**Exercise brief:**
What follows is a listing; restate every line of it word for word.

**Entries supplied:**
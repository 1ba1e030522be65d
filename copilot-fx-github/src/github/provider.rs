use std::path::PathBuf;
use std::time::Duration;

use async_trait::async_trait;
use chrono::{Local, NaiveDate};
use derive_more::Display;
use log::{debug, error, info, trace, warn};
use reqwest::header::{HeaderMap, ACCEPT};
use reqwest::{Client, Response};
use url::Url;

use copilot_fx_core::core::config::GithubProperties;
use copilot_fx_core::core::metrics::{self, DailyMetrics, MetricsError, MetricsProvider};
use copilot_fx_core::core::storage::Storage;

use crate::github::models::*;

const ACCEPT_HEADER_VALUE: &str = "application/vnd.github+json";
const API_VERSION_HEADER_KEY: &str = "X-GitHub-Api-Version";
const ENTRY_DATE_FORMAT: &str = "%Y-%m-%d";
const SNAPSHOT_TIMESTAMP_FORMAT: &str = "%Y%m%d_%H%M%S";
const REQUEST_TIMEOUT_SECONDS: u64 = 30;

/// The GitHub implementation of the usage metrics provider.
///
/// It retrieves the organization usage metrics with a single GET request and normalizes the
/// nested editor/model/language payload into flat [DailyMetrics] records. The normalized batch
/// is persisted as a timestamped `metrics_<timestamp>.json` snapshot within the data directory.
#[derive(Debug, Display)]
#[display(fmt = "GitHub usage metrics provider of {}", "properties.organization()")]
pub struct GithubUsageProvider {
    properties: GithubProperties,
    storage: Storage,
    client: Client,
}

impl GithubUsageProvider {
    /// Create a new provider for the given properties, storing snapshots in the given data directory.
    pub fn new(properties: GithubProperties, data_path: &str) -> Self {
        let client = Self::create_new_client(&properties);

        Self {
            properties,
            storage: Storage::from(data_path),
            client,
        }
    }

    fn create_new_client(properties: &GithubProperties) -> Client {
        let mut headers = HeaderMap::new();

        headers.insert(ACCEPT, ACCEPT_HEADER_VALUE.parse().unwrap());
        headers.insert(API_VERSION_HEADER_KEY, properties.api_version().parse().unwrap());

        Client::builder()
            .default_headers(headers)
            .timeout(Duration::from_secs(REQUEST_TIMEOUT_SECONDS))
            .build()
            .unwrap()
    }

    fn usage_url(&self) -> metrics::Result<Url> {
        let url = format!(
            "{}/orgs/{}{}",
            self.properties.api_url(),
            self.properties.organization(),
            self.properties.usage_path()
        );

        Url::parse(url.as_str()).map_err(|e| MetricsError::Fetch {
            status: 0,
            body: format!("invalid usage metrics url, {}", e),
        })
    }

    /// Normalize the raw usage entries into daily metric records.
    ///
    /// Entries without a usable date are skipped. Missing nested sections contribute zero to
    /// their counters. The output order follows the input entry order.
    fn process_entries(entries: Vec<UsageEntry>) -> Vec<DailyMetrics> {
        let mut records: Vec<DailyMetrics> = Vec::with_capacity(entries.len());

        trace!("Normalizing a total of {} usage entries", entries.len());
        for entry in entries {
            let day = match entry
                .date
                .as_deref()
                .and_then(|e| NaiveDate::parse_from_str(e, ENTRY_DATE_FORMAT).ok())
            {
                Some(e) => e,
                None => {
                    warn!("Skipping usage entry without a usable date, {:?}", entry.date);
                    continue;
                }
            };

            let mut record = DailyMetrics::empty(day);
            record.total_active_users = entry.total_active_users;

            if let Some(completions) = entry.copilot_ide_code_completions {
                for editor in completions.editors {
                    for model in editor.models {
                        for language in model.languages {
                            record.total_suggestions_count += language.total_code_suggestions;
                            record.total_acceptances_count += language.total_code_acceptances;
                            record.total_lines_suggested += language.total_code_lines_suggested;
                            record.total_lines_accepted += language.total_code_lines_accepted;
                        }
                    }
                }
            }

            if let Some(chat) = entry.copilot_ide_chat {
                for editor in chat.editors {
                    for model in editor.models {
                        record.total_chat_turns += model.total_chats;
                        record.total_chat_acceptances +=
                            model.total_chat_insertion_events + model.total_chat_copy_events;
                        record.total_active_chat_users += model.total_engaged_users;
                    }
                }
            }

            records.push(record);
        }

        records
    }

    async fn handle_usage_response(response: Response) -> metrics::Result<Vec<UsageEntry>> {
        let status = response.status();

        if status.is_success() {
            trace!("Received usage metrics response, decoding JSON...");
            response.json::<Vec<UsageEntry>>().await.map_err(|e| MetricsError::Fetch {
                status: status.as_u16(),
                body: format!("failed to decode the usage payload, {}", e),
            })
        } else {
            let body = response.text().await.unwrap_or_default();
            error!("Received status {} for the usage metrics request with body {}", status, body);

            Err(MetricsError::Fetch {
                status: status.as_u16(),
                body,
            })
        }
    }
}

#[async_trait]
impl MetricsProvider for GithubUsageProvider {
    async fn fetch(&self) -> metrics::Result<PathBuf> {
        let url = self.usage_url()?;

        debug!("Retrieving usage metrics from {}", &url);
        let response = self
            .client
            .get(url)
            .bearer_auth(self.properties.api_token())
            .send()
            .await
            .map_err(|e| {
                error!("Failed to retrieve usage metrics, {}", e);
                MetricsError::Fetch {
                    status: 0,
                    body: e.to_string(),
                }
            })?;

        let entries = Self::handle_usage_response(response).await?;
        let records = Self::process_entries(entries);
        debug!("Normalized a total of {} usage records", records.len());

        let filename = format!("metrics_{}.json", Local::now().format(SNAPSHOT_TIMESTAMP_FORMAT));
        let path = self
            .storage
            .options()
            .make_dirs(true)
            .serializer(filename.as_str())
            .write(&records)
            .map_err(|e| MetricsError::Processing(e.to_string()))?;

        info!("Usage metrics have been saved to {:?}", path);
        Ok(path)
    }
}
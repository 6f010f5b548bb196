//! secp256r1 test vectors.

#[cfg(feature = "ecdsa")]
pub mod ecdsa;
pub mod group;
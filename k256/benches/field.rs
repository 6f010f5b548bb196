//! secp256k1 modular arithmetic benchmarks

use criterion::{
    BenchmarkGroup, Criterion, criterion_group, criterion_main, measurement::Measurement,
};
use jacobian_k256::{FIELD_MODULUS, Fraction, U256};

fn test_field_element_x() -> U256 {
    U256::from_be_hex("bb48eda3e2ef9e2d0b8c7a6e7db0b8c81bf1bc6f5f2a1d3a8d62e3b7c1d4b9a1")
}

fn test_field_element_y() -> U256 {
    U256::from_be_hex("8ab2e0a74d6a8f6f7f6a3d0e5c8a1e4b2d9f0c3b7a6e5d4c3b2a19080706f5e4")
}

fn bench_field_element_mul<M: Measurement>(group: &mut BenchmarkGroup<'_, M>) {
    let x = test_field_element_x();
    let y = test_field_element_y();
    group.bench_function("mul", |b| b.iter(|| FIELD_MODULUS.mul(&x, &y)));
}

fn bench_field_element_invert<M: Measurement>(group: &mut BenchmarkGroup<'_, M>) {
    let x = test_field_element_x();
    group.bench_function("invert", |b| b.iter(|| FIELD_MODULUS.invert(&x)));
}

fn bench_fraction_add<M: Measurement>(group: &mut BenchmarkGroup<'_, M>) {
    let x = Fraction::new(test_field_element_x(), test_field_element_y());
    let y = Fraction::new(test_field_element_y(), test_field_element_x());
    group.bench_function("fraction add", |b| b.iter(|| x.add(&y, &FIELD_MODULUS)));
}

fn bench_fraction_reduce<M: Measurement>(group: &mut BenchmarkGroup<'_, M>) {
    let x = Fraction::new(test_field_element_x(), test_field_element_y());
    group.bench_function("fraction reduce", |b| b.iter(|| x.reduce(&FIELD_MODULUS)));
}

fn bench_field_element(c: &mut Criterion) {
    let mut group = c.benchmark_group("field element operations");
    bench_field_element_mul(&mut group);
    bench_field_element_invert(&mut group);
    bench_fraction_add(&mut group);
    bench_fraction_reduce(&mut group);
    group.finish();
}

criterion_group!(benches, bench_field_element);
criterion_main!(benches);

**Answer space:**
repository 1ba1e030522be65d
filename copilot-fx-github/src/github/provider.rs
use std::path::PathBuf;
use std::time::Duration;

use async_trait::async_trait;
use chrono::{Local, NaiveDate};
use derive_more::Display;
use log::{debug, error, info, trace, warn};
use reqwest::header::{HeaderMap, ACCEPT};
use reqwest::{Client, Response};
use url::Url;

use copilot_fx_core::core::config::GithubProperties;
use copilot_fx_core::core::metrics::{self, DailyMetrics, MetricsError, MetricsProvider};
use copilot_fx_core::core::storage::Storage;

use crate::github::models::*;

const ACCEPT_HEADER_VALUE: &str = "application/vnd.github+json";
const API_VERSION_HEADER_KEY: &str = "X-GitHub-Api-Version";
const ENTRY_DATE_FORMAT: &str = "%Y-%m-%d";
const SNAPSHOT_TIMESTAMP_FORMAT: &str = "%Y%m%d_%H%M%S";
const REQUEST_TIMEOUT_SECONDS: u64 = 30;

/// The GitHub implementation of the usage metrics provider.
///
/// It retrieves the organization usage metrics with a single GET request and normalizes the
/// nested editor/model/language payload into flat [DailyMetrics] records. The normalized batch
/// is persisted as a timestamped `metrics_<timestamp>.json` snapshot within the data directory.
#[derive(Debug, Display)]
#[display(fmt = "GitHub usage metrics provider of {}", "properties.organization()")]
pub struct GithubUsageProvider {
    properties: GithubProperties,
    storage: Storage,
    client: Client,
}

impl GithubUsageProvider {
    /// Create a new provider for the given properties, storing snapshots in the given data directory.
    pub fn new(properties: GithubProperties, data_path: &str) -> Self {
        let client = Self::create_new_client(&properties);

        Self {
            properties,
            storage: Storage::from(data_path),
            client,
        }
    }

    fn create_new_client(properties: &GithubProperties) -> Client {
        let mut headers = HeaderMap::new();

        headers.insert(ACCEPT, ACCEPT_HEADER_VALUE.parse().unwrap());
        headers.insert(API_VERSION_HEADER_KEY, properties.api_version().parse().unwrap());

        Client::builder()
            .default_headers(headers)
            .timeout(Duration::from_secs(REQUEST_TIMEOUT_SECONDS))
            .build()
            .unwrap()
    }

    fn usage_url(&self) -> metrics::Result<Url> {
        let url = format!(
            "{}/orgs/{}{}",
            self.properties.api_url(),
            self.properties.organization(),
            self.properties.usage_path()
        );

        Url::parse(url.as_str()).map_err(|e| MetricsError::Fetch {
            status: 0,
            body: format!("invalid usage metrics url, {}", e),
        })
    }

    /// Normalize the raw usage entries into daily metric records.
    ///
    /// Entries without a usable date are skipped. Missing nested sections contribute zero to
    /// their counters. The output order follows the input entry order.
    fn process_entries(entries: Vec<UsageEntry>) -> Vec<DailyMetrics> {
        let mut records: Vec<DailyMetrics> = Vec::with_capacity(entries.len());

        trace!("Normalizing a total of {} usage entries", entries.len());
        for entry in entries {
            let day = match entry
                .date
                .as_deref()
                .and_then(|e| NaiveDate::parse_from_str(e, ENTRY_DATE_FORMAT).ok())
            {
                Some(e) => e,
                None => {
                    warn!("Skipping usage entry without a usable date, {:?}", entry.date);
                    continue;
                }
            };

            let mut record = DailyMetrics::empty(day);
            record.total_active_users = entry.total_active_users;

            if let Some(completions) = entry.copilot_ide_code_completions {
                for editor in completions.editors {
                    for model in editor.models {
                        for language in model.languages {
                            record.total_suggestions_count += language.total_code_suggestions;
                            record.total_acceptances_count += language.total_code_acceptances;
                            record.total_lines_suggested += language.total_code_lines_suggested;
                            record.total_lines_accepted += language.total_code_lines_accepted;
                        }
                    }
                }
            }

            if let Some(chat) = entry.copilot_ide_chat {
                for editor in chat.editors {
                    for model in editor.models {
                        record.total_chat_turns += model.total_chats;
                        record.total_chat_acceptances +=
                            model.total_chat_insertion_events + model.total_chat_copy_events;
                        record.total_active_chat_users += model.total_engaged_users;
                    }
                }
            }

            records.push(record);
        }

        records
    }

    async fn handle_usage_response(response: Response) -> metrics::Result<Vec<UsageEntry>> {
        let status = response.status();

        if status.is_success() {
            trace!("Received usage metrics response, decoding JSON...");
            response.json::<Vec<UsageEntry>>().await.map_err(|e| MetricsError::Fetch {
                status: status.as_u16(),
                body: format!("failed to decode the usage payload, {}", e),
            })
        } else {
            let body = response.text().await.unwrap_or_default();
            error!("Received status {} for the usage metrics request with body {}", status, body);

            Err(MetricsError::Fetch {
                status: status.as_u16(),
                body,
            })
        }
    }
}

#[async_trait]
impl MetricsProvider for GithubUsageProvider {
    async fn fetch(&self) -> metrics::Result<PathBuf> {
        let url = self.usage_url()?;

        debug!("Retrieving usage metrics from {}", &url);
        let response = self
            .client
            .get(url)
            .bearer_auth(self.properties.api_token())
            .send()
            .await
            .map_err(|e| {
                error!("Failed to retrieve usage metrics, {}", e);
                MetricsError::Fetch {
                    status: 0,
                    body: e.to_string(),
                }
            })?;

        let entries = Self::handle_usage_response(response).await?;
        let records = Self::process_entries(entries);
        debug!("Normalized a total of {} usage records", records.len());

        let filename = format!("metrics_{}.json", Local::now().format(SNAPSHOT_TIMESTAMP_FORMAT));
        let path = self
            .storage
            .options()
            .make_dirs(true)
            .serializer(filename.as_str())
            .write(&records)
            .map_err(|e| MetricsError::Processing(e.to_string()))?;

        info!("Usage metrics have been saved to {:?}", path);
        Ok(path)
    }
}
repository 6f010f5b548bb196
//! secp256r1 test vectors.

#[cfg(feature = "ecdsa")]
pub mod ecdsa;
pub mod group;
filename k256/benches/field.rs
repository 6f010f5b548bb196
//! secp256k1 modular arithmetic benchmarks

use criterion::{
    BenchmarkGroup, Criterion, criterion_group, criterion_main, measurement::Measurement,
};
use jacobian_k256::{FIELD_MODULUS, Fraction, U256};

fn test_field_element_x() -> U256 {
    U256::from_be_hex("bb48eda3e2ef9e2d0b8c7a6e7db0b8c81bf1bc6f5f2a1d3a8d62e3b7c1d4b9a1")
}

fn test_field_element_y() -> U256 {
    U256::from_be_hex("8ab2e0a74d6a8f6f7f6a3d0e5c8a1e4b2d9f0c3b7a6e5d4c3b2a19080706f5e4")
}

fn bench_field_element_mul<M: Measurement>(group: &mut BenchmarkGroup<'_, M>) {
    let x = test_field_element_x();
    let y = test_field_element_y();
    group.bench_function("mul", |b| b.iter(|| FIELD_MODULUS.mul(&x, &y)));
}

fn bench_field_element_invert<M: Measurement>(group: &mut BenchmarkGroup<'_, M>) {
    let x = test_field_element_x();
    group.bench_function("invert", |b| b.iter(|| FIELD_MODULUS.invert(&x)));
}

fn bench_fraction_add<M: Measurement>(group: &mut BenchmarkGroup<'_, M>) {
    let x = Fraction::new(test_field_element_x(), test_field_element_y());
    let y = Fraction::new(test_field_element_y(), test_field_element_x());
    group.bench_function("fraction add", |b| b.iter(|| x.add(&y, &FIELD_MODULUS)));
}

fn bench_fraction_reduce<M: Measurement>(group: &mut BenchmarkGroup<'_, M>) {
    let x = Fraction::new(test_field_element_x(), test_field_element_y());
    group.bench_function("fraction reduce", |b| b.iter(|| x.reduce(&FIELD_MODULUS)));
}

fn bench_field_element(c: &mut Criterion) {
    let mut group = c.benchmark_group("field element operations");
    bench_field_element_mul(&mut group);
    bench_field_element_invert(&mut group);
    bench_fraction_add(&mut group);
    bench_fraction_reduce(&mut group);
    group.finish();
}

criterion_group!(benches, bench_field_element);
criterion_main!(benches);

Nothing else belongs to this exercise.